_ASSIGNMENT_:
Check every line of the entries that follow, and copy the ones containing "evaluates".
★ ★ ★ ★ ★ ★ ★
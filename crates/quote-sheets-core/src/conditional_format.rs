//! Conditional formatting
//!
//! Rules are formula-based: the spreadsheet application re-evaluates them
//! whenever the user edits a cell, so highlights stay correct after the
//! report is handed over.
//!
//! ## Example
//!
//! ```rust
//! use quote_sheets_core::{CellRange, Color, ConditionalFormatRule, Style, Worksheet};
//!
//! let mut sheet = Worksheet::new("Quotation");
//!
//! let rule = ConditionalFormatRule::expression("=E2=\"NO\"")
//!     .with_range(CellRange::parse("E2").unwrap())
//!     .with_format(Style::new().fill_color(Color::LIGHT_RED).font_color(Color::DARK_RED));
//!
//! sheet.add_conditional_format(rule);
//! assert_eq!(sheet.conditional_formats_at(1, 4).len(), 1);
//! ```

use crate::cell::CellRange;
use crate::style::Style;

/// A formula-based conditional formatting rule
#[derive(Debug, Clone, PartialEq)]
pub struct ConditionalFormatRule {
    /// Formula evaluated relative to the top-left cell of the first range
    pub formula: String,
    /// Cell ranges this rule applies to
    pub ranges: Vec<CellRange>,
    /// Priority (lower = higher priority)
    pub priority: u32,
    /// Stop processing further rules if this one matches
    pub stop_if_true: bool,
    /// Format to apply when the formula is TRUE (font color and fill)
    pub format: Style,
}

impl ConditionalFormatRule {
    /// Highlight cells where the formula evaluates to TRUE
    ///
    /// A missing leading `=` is added.
    pub fn expression(formula: impl Into<String>) -> Self {
        let formula = formula.into();
        let formula = if formula.starts_with('=') {
            formula
        } else {
            format!("={}", formula)
        };

        Self {
            formula,
            ranges: Vec::new(),
            priority: 1,
            stop_if_true: false,
            format: Style::default(),
        }
    }

    /// Add a cell range to this rule
    pub fn with_range(mut self, range: CellRange) -> Self {
        self.ranges.push(range);
        self
    }

    /// Set the format applied when the rule matches
    pub fn with_format(mut self, format: Style) -> Self {
        self.format = format;
        self
    }

    /// Set the priority
    pub fn with_priority(mut self, priority: u32) -> Self {
        self.priority = priority;
        self
    }

    /// Set stop-if-true
    pub fn with_stop_if_true(mut self, stop: bool) -> Self {
        self.stop_if_true = stop;
        self
    }

    /// Check if this rule applies to a specific cell
    pub fn applies_to(&self, row: u32, col: u16) -> bool {
        self.ranges.iter().any(|r| r.contains(row, col))
    }
}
★ ★ ★ ★ ★ ★ ★
_TASK RESPONSE_:
//! Rules are formula-based: the spreadsheet application re-evaluates them
    /// Highlight cells where the formula evaluates to TRUE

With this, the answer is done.